> Task prompt
What lines of the material below include the string "TemplateElement"? Copy all of them.

> Dataset entries
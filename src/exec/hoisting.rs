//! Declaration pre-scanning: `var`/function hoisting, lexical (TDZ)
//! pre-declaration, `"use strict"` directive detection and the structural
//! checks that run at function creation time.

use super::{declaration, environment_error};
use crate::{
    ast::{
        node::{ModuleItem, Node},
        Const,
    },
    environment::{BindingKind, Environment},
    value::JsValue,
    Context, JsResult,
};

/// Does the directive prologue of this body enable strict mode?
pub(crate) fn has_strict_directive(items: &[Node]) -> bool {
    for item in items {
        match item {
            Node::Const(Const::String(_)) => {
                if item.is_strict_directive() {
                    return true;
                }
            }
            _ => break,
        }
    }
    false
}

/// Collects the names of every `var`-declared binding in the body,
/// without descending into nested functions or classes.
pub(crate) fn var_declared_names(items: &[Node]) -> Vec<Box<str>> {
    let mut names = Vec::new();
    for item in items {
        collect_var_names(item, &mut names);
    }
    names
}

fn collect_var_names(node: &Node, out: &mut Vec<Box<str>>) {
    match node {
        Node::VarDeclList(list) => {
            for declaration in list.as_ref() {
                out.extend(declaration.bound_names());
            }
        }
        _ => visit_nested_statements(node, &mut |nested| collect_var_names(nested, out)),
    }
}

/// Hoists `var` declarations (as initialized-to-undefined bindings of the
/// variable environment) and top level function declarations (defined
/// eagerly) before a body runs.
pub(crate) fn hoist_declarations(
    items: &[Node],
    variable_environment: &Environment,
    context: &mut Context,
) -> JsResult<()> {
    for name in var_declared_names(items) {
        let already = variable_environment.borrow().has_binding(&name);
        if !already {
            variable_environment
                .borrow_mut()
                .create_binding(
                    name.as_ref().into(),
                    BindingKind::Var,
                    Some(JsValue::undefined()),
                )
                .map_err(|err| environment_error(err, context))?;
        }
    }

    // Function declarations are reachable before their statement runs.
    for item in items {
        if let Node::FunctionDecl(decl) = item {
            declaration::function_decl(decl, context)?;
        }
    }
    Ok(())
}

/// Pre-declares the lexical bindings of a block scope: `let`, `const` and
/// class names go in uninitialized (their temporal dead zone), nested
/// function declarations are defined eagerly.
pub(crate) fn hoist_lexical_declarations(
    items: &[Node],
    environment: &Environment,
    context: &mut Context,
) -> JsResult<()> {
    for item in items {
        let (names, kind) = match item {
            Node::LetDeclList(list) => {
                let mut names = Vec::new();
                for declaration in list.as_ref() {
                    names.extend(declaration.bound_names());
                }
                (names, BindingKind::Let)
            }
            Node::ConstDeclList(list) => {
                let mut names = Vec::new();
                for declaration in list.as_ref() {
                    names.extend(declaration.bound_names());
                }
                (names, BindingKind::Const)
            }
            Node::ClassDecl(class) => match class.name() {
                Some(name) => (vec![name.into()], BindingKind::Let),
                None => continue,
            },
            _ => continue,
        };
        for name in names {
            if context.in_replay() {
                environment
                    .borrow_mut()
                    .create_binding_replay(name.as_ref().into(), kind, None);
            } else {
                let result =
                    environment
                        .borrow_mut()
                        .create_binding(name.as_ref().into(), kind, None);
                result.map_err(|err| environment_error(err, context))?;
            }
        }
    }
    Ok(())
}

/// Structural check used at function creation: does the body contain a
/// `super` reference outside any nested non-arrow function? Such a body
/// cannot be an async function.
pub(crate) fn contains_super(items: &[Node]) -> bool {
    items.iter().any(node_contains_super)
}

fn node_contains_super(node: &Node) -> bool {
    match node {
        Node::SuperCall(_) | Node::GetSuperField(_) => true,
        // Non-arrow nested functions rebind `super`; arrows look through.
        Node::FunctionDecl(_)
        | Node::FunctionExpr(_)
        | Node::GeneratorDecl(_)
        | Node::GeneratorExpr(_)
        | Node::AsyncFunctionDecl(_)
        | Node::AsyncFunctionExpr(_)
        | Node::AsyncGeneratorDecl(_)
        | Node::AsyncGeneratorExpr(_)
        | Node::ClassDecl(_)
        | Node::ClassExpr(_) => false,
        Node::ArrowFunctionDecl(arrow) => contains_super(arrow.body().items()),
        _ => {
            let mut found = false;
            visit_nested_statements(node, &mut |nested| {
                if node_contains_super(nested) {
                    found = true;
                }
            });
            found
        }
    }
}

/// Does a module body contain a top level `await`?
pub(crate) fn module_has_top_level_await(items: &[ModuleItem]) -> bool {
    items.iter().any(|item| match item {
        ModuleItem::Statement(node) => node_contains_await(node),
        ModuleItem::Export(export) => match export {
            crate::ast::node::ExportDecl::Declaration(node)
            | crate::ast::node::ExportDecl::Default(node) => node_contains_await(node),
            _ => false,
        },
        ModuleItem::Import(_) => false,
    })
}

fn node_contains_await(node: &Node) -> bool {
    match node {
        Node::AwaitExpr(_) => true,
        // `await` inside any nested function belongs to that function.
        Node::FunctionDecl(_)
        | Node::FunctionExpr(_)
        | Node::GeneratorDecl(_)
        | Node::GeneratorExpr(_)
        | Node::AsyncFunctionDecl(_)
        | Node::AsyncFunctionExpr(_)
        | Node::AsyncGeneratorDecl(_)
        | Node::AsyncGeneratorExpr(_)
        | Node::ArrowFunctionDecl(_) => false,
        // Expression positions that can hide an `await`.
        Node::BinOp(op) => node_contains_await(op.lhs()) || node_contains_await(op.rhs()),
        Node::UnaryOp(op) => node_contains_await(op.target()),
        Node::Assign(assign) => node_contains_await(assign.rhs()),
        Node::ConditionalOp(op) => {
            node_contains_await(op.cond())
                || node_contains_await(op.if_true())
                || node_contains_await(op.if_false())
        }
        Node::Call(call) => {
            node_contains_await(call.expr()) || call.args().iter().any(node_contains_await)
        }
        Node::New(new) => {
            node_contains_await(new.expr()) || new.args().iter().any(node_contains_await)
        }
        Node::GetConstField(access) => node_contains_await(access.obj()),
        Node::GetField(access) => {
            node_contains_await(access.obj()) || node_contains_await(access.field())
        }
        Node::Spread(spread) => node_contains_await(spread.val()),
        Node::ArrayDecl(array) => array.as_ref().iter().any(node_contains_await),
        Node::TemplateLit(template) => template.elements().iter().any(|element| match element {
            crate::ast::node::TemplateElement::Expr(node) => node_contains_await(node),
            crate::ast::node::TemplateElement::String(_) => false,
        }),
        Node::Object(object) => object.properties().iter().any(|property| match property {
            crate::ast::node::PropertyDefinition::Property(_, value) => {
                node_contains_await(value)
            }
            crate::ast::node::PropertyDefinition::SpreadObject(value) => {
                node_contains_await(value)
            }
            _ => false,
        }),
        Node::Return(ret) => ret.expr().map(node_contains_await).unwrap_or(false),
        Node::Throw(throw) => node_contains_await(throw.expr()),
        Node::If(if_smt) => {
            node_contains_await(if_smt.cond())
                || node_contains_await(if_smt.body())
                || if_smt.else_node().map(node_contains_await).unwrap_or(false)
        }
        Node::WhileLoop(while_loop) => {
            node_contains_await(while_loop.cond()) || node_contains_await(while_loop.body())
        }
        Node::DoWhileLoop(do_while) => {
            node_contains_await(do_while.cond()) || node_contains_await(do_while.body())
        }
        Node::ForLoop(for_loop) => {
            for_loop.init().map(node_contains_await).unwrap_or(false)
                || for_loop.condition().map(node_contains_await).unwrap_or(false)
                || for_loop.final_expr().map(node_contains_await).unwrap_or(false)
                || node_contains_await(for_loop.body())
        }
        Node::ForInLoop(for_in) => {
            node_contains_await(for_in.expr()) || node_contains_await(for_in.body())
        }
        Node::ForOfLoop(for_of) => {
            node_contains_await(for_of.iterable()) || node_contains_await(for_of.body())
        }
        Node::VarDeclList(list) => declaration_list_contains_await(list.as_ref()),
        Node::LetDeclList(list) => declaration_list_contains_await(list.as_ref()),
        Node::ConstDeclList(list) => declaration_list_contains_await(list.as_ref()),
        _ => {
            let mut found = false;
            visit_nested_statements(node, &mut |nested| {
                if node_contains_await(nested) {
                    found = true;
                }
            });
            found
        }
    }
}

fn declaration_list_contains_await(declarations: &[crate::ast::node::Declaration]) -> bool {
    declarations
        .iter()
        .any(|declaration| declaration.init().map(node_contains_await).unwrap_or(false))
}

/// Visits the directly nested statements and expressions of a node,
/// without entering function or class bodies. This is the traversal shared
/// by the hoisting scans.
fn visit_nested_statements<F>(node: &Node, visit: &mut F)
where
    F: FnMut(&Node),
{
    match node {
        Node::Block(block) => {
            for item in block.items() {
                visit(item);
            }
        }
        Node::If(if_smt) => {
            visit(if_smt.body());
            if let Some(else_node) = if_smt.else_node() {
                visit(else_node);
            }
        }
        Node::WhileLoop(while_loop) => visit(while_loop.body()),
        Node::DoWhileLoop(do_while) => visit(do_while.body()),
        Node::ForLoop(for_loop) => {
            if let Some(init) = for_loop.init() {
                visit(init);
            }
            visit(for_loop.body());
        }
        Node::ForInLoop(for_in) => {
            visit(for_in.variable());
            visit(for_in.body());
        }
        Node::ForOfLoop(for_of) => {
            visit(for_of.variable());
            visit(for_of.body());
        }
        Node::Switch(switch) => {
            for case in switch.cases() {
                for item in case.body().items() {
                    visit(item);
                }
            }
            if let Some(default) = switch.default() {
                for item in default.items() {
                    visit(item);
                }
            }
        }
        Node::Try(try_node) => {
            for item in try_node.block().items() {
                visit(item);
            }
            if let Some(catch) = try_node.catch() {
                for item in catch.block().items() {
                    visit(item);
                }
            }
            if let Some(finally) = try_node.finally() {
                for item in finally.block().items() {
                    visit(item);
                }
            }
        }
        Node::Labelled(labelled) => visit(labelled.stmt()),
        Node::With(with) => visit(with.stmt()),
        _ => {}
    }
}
---
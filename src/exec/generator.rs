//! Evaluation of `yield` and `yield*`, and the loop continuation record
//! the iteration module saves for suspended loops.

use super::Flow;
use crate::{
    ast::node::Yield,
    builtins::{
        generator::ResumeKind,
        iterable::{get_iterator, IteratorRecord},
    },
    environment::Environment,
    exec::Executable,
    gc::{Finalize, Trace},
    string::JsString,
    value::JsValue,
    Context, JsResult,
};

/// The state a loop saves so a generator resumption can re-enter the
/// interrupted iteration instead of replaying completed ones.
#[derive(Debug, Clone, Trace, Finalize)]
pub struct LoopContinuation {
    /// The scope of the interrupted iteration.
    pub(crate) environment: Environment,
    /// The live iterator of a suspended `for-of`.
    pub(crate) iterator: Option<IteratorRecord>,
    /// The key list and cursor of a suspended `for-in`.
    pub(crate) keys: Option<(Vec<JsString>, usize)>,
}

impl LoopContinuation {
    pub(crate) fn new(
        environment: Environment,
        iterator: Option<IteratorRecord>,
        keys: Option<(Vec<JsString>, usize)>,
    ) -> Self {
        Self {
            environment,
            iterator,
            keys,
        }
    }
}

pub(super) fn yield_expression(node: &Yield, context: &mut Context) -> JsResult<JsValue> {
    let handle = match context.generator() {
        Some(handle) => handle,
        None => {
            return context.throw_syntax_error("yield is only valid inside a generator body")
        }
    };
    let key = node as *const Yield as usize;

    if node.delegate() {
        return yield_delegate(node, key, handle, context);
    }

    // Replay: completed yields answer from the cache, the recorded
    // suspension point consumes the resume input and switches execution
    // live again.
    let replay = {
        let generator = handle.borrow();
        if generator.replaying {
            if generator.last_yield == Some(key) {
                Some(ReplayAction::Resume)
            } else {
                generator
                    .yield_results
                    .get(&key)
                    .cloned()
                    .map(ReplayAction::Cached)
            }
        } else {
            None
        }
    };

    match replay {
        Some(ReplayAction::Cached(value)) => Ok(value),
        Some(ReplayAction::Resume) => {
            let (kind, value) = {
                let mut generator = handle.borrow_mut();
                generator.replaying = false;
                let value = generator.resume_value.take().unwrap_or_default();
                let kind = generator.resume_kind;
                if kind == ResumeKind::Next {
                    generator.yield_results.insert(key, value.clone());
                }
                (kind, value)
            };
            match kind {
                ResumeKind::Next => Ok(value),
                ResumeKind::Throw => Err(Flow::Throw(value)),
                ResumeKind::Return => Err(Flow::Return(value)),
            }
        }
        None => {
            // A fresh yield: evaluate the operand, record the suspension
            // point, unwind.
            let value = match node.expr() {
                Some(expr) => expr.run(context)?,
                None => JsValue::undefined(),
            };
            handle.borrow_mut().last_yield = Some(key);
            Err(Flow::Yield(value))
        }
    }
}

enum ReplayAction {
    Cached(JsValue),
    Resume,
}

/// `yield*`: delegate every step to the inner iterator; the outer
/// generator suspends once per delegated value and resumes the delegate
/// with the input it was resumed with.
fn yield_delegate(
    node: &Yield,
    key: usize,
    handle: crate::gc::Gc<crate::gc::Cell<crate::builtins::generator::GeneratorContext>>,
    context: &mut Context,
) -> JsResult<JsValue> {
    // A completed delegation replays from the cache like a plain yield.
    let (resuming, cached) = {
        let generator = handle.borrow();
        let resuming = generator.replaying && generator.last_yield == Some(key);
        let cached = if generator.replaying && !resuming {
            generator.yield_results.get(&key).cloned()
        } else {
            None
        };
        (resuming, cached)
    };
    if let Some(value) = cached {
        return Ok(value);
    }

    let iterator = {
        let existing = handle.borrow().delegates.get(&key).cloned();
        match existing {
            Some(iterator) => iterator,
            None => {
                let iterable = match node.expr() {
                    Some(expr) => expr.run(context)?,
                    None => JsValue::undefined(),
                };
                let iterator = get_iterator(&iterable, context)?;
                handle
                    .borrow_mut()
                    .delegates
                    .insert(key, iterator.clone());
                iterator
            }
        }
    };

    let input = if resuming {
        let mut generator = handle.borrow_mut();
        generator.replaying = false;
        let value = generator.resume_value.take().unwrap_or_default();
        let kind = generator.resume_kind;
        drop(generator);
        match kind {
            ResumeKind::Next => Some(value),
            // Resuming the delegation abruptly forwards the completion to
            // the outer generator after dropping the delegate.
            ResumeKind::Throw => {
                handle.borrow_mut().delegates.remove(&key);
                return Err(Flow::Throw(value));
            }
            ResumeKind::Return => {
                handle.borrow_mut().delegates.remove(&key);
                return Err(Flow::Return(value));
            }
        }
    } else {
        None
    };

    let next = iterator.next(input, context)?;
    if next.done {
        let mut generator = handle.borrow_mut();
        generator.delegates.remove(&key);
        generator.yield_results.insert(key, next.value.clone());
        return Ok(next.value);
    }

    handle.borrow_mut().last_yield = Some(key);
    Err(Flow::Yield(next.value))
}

> Your solution
            crate::ast::node::TemplateElement::Expr(node) => node_contains_await(node),
            crate::ast::node::TemplateElement::String(_) => false,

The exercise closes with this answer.